Nous venons à peine de célébrer la solennité de KIPPOUR, point culminant de l’année religieuse. Durant cette longue journée consacrée au repentir et au jeûne, nous avons demandé à D.ieu et aux hommes de nous accorder leur pardon, après que nous ayons au préalable procédé à un sérieux examen de conscience. Aussi, le texte de notre Sidra n’en prend-il que plus d’importance. En effet, aucun autre passage de la Torah n’est aussi riche en visions claires de l’avenir, aucun autre n’atteint la grandeur se dégageant du dernier discours de MOISE. Il ne s’adresse pas seulement à ISRAEL. Bien plus, il prend à témoin toute la nature, à commencer par les cieux et la terre.

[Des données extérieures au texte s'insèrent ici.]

//! Minute-aligned polling loop shared by every node daemon
//!
//! A daemon wakes once a minute at second 10, asks its [`PollSchedule`]
//! whether this minute is due, and if so runs its [`Collector`] up to
//! [`AttemptPolicy::max_tries`] times. A successful collection is not
//! repeated within the same minute, so a wake-up drifting into that minute
//! twice does not double-insert.

use std::time::Duration;

use async_trait::async_trait;
use chrono::{Local, NaiveDateTime, Timelike};
use domain::value_objects::truncate_to_minute;
use tracing::{debug, error, info, warn};

use crate::error::ApplicationError;

/// Second of the minute the loop wakes at
pub const WAKE_SECOND: u32 = 10;

/// Fires when `minute % every_minutes == offset`
#[derive(Debug, Clone, Copy, PartialEq, Eq)]
pub struct PollSchedule {
    every_minutes: u32,
    offset: u32,
}

impl PollSchedule {
    /// Every `minutes` minutes, on the hour boundary; zero is treated as one
    #[must_use]
    pub const fn every(minutes: u32) -> Self {
        Self {
            every_minutes: if minutes == 0 { 1 } else { minutes },
            offset: 0,
        }
    }

    #[must_use]
    pub const fn with_offset(mut self, offset: u32) -> Self {
        self.offset = offset % self.every_minutes;
        self
    }

    #[must_use]
    pub fn is_due(&self, now: NaiveDateTime) -> bool {
        now.minute() % self.every_minutes == self.offset
    }
}

/// Start of the next minute, plus [`WAKE_SECOND`]
#[must_use]
pub fn next_wake(now: NaiveDateTime) -> NaiveDateTime {
    let this_minute = now
        .with_second(0)
        .and_then(|d| d.with_nanosecond(0))
        .unwrap_or(now);
    this_minute + chrono::Duration::minutes(1) + chrono::Duration::seconds(i64::from(WAKE_SECOND))
}

/// How many times to try a collection and how long to wait in between
#[derive(Debug, Clone, Copy, PartialEq, Eq)]
pub struct AttemptPolicy {
    pub max_tries: u32,
    pub wait: Duration,
}

impl AttemptPolicy {
    #[must_use]
    pub const fn new(max_tries: u32, wait: Duration) -> Self {
        Self { max_tries, wait }
    }
}

/// One unit of scheduled work
#[async_trait]
pub trait Collector: Send + Sync {
    /// Name used in logs
    fn name(&self) -> &str;

    /// Hook run before attempt `attempt` (1-based)
    async fn before_attempt(&self, _attempt: u32) -> Result<(), ApplicationError> {
        Ok(())
    }

    async fn collect(&self, now: NaiveDateTime) -> Result<(), ApplicationError>;
}

/// What a single wake-up did
#[derive(Debug, Clone, Copy, PartialEq, Eq)]
pub enum CycleOutcome {
    /// Schedule not due this minute
    Idle,
    /// Due, but already collected in this minute
    AlreadyCollected,
    Collected { attempts: u32 },
    Failed { attempts: u32 },
}

/// Drives a [`Collector`] on a [`PollSchedule`]
pub struct PollingDaemon<C> {
    collector: C,
    schedule: PollSchedule,
    policy: AttemptPolicy,
    /// Minute of the last successful collection
    last_collected: Option<NaiveDateTime>,
}

impl<C> std::fmt::Debug for PollingDaemon<C> {
    fn fmt(&self, f: &mut std::fmt::Formatter<'_>) -> std::fmt::Result {
        f.debug_struct("PollingDaemon")
            .field("schedule", &self.schedule)
            .field("policy", &self.policy)
            .field("last_collected", &self.last_collected)
            .finish_non_exhaustive()
    }
}

impl<C: Collector> PollingDaemon<C> {
    pub const fn new(collector: C, schedule: PollSchedule, policy: AttemptPolicy) -> Self {
        Self {
            collector,
            schedule,
            policy,
            last_collected: None,
        }
    }

    pub const fn collector(&self) -> &C {
        &self.collector
    }

    /// Handle one wake-up at `now`
    pub async fn run_cycle(&mut self, now: NaiveDateTime) -> CycleOutcome {
        if !self.schedule.is_due(now) {
            return CycleOutcome::Idle;
        }
        let minute = truncate_to_minute(now);
        if self.last_collected == Some(minute) {
            return CycleOutcome::AlreadyCollected;
        }

        let name = self.collector.name().to_string();
        let max_tries = self.policy.max_tries.max(1);
        for attempt in 1..=max_tries {
            let result = match self.collector.before_attempt(attempt).await {
                Ok(()) => self.collector.collect(now).await,
                Err(e) => Err(e),
            };
            match result {
                Ok(()) => {
                    self.last_collected = Some(minute);
                    info!(collector = %name, %now, attempt, "Data updated");
                    return CycleOutcome::Collected { attempts: attempt };
                },
                Err(e) if attempt < max_tries => {
                    warn!(collector = %name, attempt, error = %e, "Collection attempt failed");
                    tokio::time::sleep(self.policy.wait).await;
                },
                Err(e) => {
                    error!(collector = %name, %now, attempts = attempt, error = %e, "Could not collect data");
                },
            }
        }
        CycleOutcome::Failed {
            attempts: max_tries,
        }
    }

    /// Loop forever on the local clock; cancel by dropping the future
    pub async fn run(mut self) {
        info!(collector = %self.collector.name(), schedule = ?self.schedule, "Polling started");
        loop {
            let now = Local::now().naive_local();
            self.run_cycle(now).await;

            let now = Local::now().naive_local();
            let wake = next_wake(now);
            debug!(%wake, "Waiting for next minute");
            let pause = (wake - now).to_std().unwrap_or(Duration::ZERO);
            tokio::time::sleep(pause).await;
        }
    }
}

#[cfg(test)]
mod tests {
    use super::*;
    use chrono::NaiveDate;
    use std::sync::Arc;
    use std::sync::atomic::{AtomicU32, Ordering};

    fn at(h: u32, m: u32, s: u32) -> NaiveDateTime {
        NaiveDate::from_ymd_opt(2024, 9, 1)
            .unwrap()
            .and_hms_opt(h, m, s)
            .unwrap()
    }

    /// Fails the first `failures` calls, then succeeds
    struct Flaky {
        failures: u32,
        calls: Arc<AtomicU32>,
        hooks: Arc<AtomicU32>,
    }

    impl Flaky {
        fn new(failures: u32) -> Self {
            Self {
                failures,
                calls: Arc::new(AtomicU32::new(0)),
                hooks: Arc::new(AtomicU32::new(0)),
            }
        }
    }

    #[async_trait]
    impl Collector for Flaky {
        fn name(&self) -> &str {
            "flaky"
        }

        async fn before_attempt(&self, _attempt: u32) -> Result<(), ApplicationError> {
            self.hooks.fetch_add(1, Ordering::SeqCst);
            Ok(())
        }

        async fn collect(&self, _now: NaiveDateTime) -> Result<(), ApplicationError> {
            let n = self.calls.fetch_add(1, Ordering::SeqCst);
            if n < self.failures {
                Err(ApplicationError::ExternalService("boom".into()))
            } else {
                Ok(())
            }
        }
    }

    fn daemon(failures: u32, every: u32, max_tries: u32) -> PollingDaemon<Flaky> {
        PollingDaemon::new(
            Flaky::new(failures),
            PollSchedule::every(every),
            AttemptPolicy::new(max_tries, Duration::ZERO),
        )
    }

    #[test]
    fn schedule_matches_minutes() {
        let every_three = PollSchedule::every(3);
        assert!(every_three.is_due(at(10, 0, 10)));
        assert!(every_three.is_due(at(10, 57, 10)));
        assert!(!every_three.is_due(at(10, 58, 10)));

        let solar = PollSchedule::every(10).with_offset(1);
        assert!(solar.is_due(at(10, 31, 10)));
        assert!(!solar.is_due(at(10, 30, 10)));
    }

    #[test]
    fn zero_interval_runs_every_minute() {
        assert!(PollSchedule::every(0).is_due(at(1, 7, 0)));
    }

    #[test]
    fn next_wake_is_ten_past_next_minute() {
        assert_eq!(next_wake(at(10, 4, 59)), at(10, 5, 10));
        assert_eq!(next_wake(at(10, 4, 0)), at(10, 5, 10));
        assert_eq!(next_wake(at(23, 59, 30)), at(23, 59, 30) + chrono::Duration::seconds(40));
    }

    #[tokio::test]
    async fn idle_when_not_due() {
        let mut d = daemon(0, 5, 3);
        assert_eq!(d.run_cycle(at(9, 1, 10)).await, CycleOutcome::Idle);
        assert_eq!(d.collector().calls.load(Ordering::SeqCst), 0);
    }

    #[tokio::test]
    async fn retries_until_success() {
        let mut d = daemon(2, 5, 5);
        assert_eq!(
            d.run_cycle(at(9, 5, 10)).await,
            CycleOutcome::Collected { attempts: 3 }
        );
        assert_eq!(d.collector().hooks.load(Ordering::SeqCst), 3);
    }

    #[tokio::test]
    async fn gives_up_after_max_tries() {
        let mut d = daemon(10, 5, 2);
        assert_eq!(
            d.run_cycle(at(9, 5, 10)).await,
            CycleOutcome::Failed { attempts: 2 }
        );
        assert_eq!(d.collector().calls.load(Ordering::SeqCst), 2);
    }

    #[tokio::test]
    async fn does_not_recollect_within_same_minute() {
        let mut d = daemon(0, 1, 1);
        assert!(matches!(d.run_cycle(at(9, 5, 10)).await, CycleOutcome::Collected { .. }));
        assert_eq!(d.run_cycle(at(9, 5, 40)).await, CycleOutcome::AlreadyCollected);
        assert!(matches!(d.run_cycle(at(9, 6, 10)).await, CycleOutcome::Collected { .. }));
        assert_eq!(d.collector().calls.load(Ordering::SeqCst), 2);
    }

    #[tokio::test]
    async fn every_minute_schedule_collects_each_minute() {
        let mut d = daemon(0, 1, 1);
        for minute in 0..5 {
            assert_eq!(
                d.run_cycle(at(9, minute, 10)).await,
                CycleOutcome::Collected { attempts: 1 }
            );
        }
        assert_eq!(d.collector().calls.load(Ordering::SeqCst), 5);
    }

    #[tokio::test]
    async fn idle_minute_rearms_collection() {
        let mut d = daemon(0, 5, 1);
        d.run_cycle(at(9, 5, 10)).await;
        assert_eq!(d.run_cycle(at(9, 6, 10)).await, CycleOutcome::Idle);
        assert!(matches!(d.run_cycle(at(9, 10, 10)).await, CycleOutcome::Collected { .. }));
        assert_eq!(d.collector().calls.load(Ordering::SeqCst), 2);
    }

    #[tokio::test]
    async fn failed_window_retries_next_due_wake() {
        let mut d = daemon(1, 1, 1);
        assert!(matches!(d.run_cycle(at(9, 5, 10)).await, CycleOutcome::Failed { .. }));
        assert!(matches!(d.run_cycle(at(9, 6, 10)).await, CycleOutcome::Collected { .. }));
    }
}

Ce genre de témoignage ne manque pas de nous surprendre. Divers commentateurs ont tenu à s’en faire l’écho.

RACHI, pour sa part, fait dire à MOISE que, seuls les éléments de la nature tels que le ciel et la terre, pourraient témoigner de la fidélité ou non d’ISRAEL, au cas où celui-ci nierait avoir reçu la Torah lui indiquant la nature des devoirs qui lui incombent. En effet, la terre et le ciel étant par définition destinés à exister éternellement, constitueraient par conséquent des témoins ne disparaissant jamais. Certes, le rôle de ces témoins comme en général celui de tous les témoins, consiste à la fois à témoigner et à rester passifs. Ce rôle est pourtant redoutable, car du fait même de leur présence permanente dans la nature, ils peuvent sans cesse proclamer la souveraineté de D.ieu. Si ISRAEL, en cas de désobéissance aux lois divines, refuse de reconnaître ses fautes, les éléments de la nature viennent alors le rappeler à l’ordre pour sa conduite insensée.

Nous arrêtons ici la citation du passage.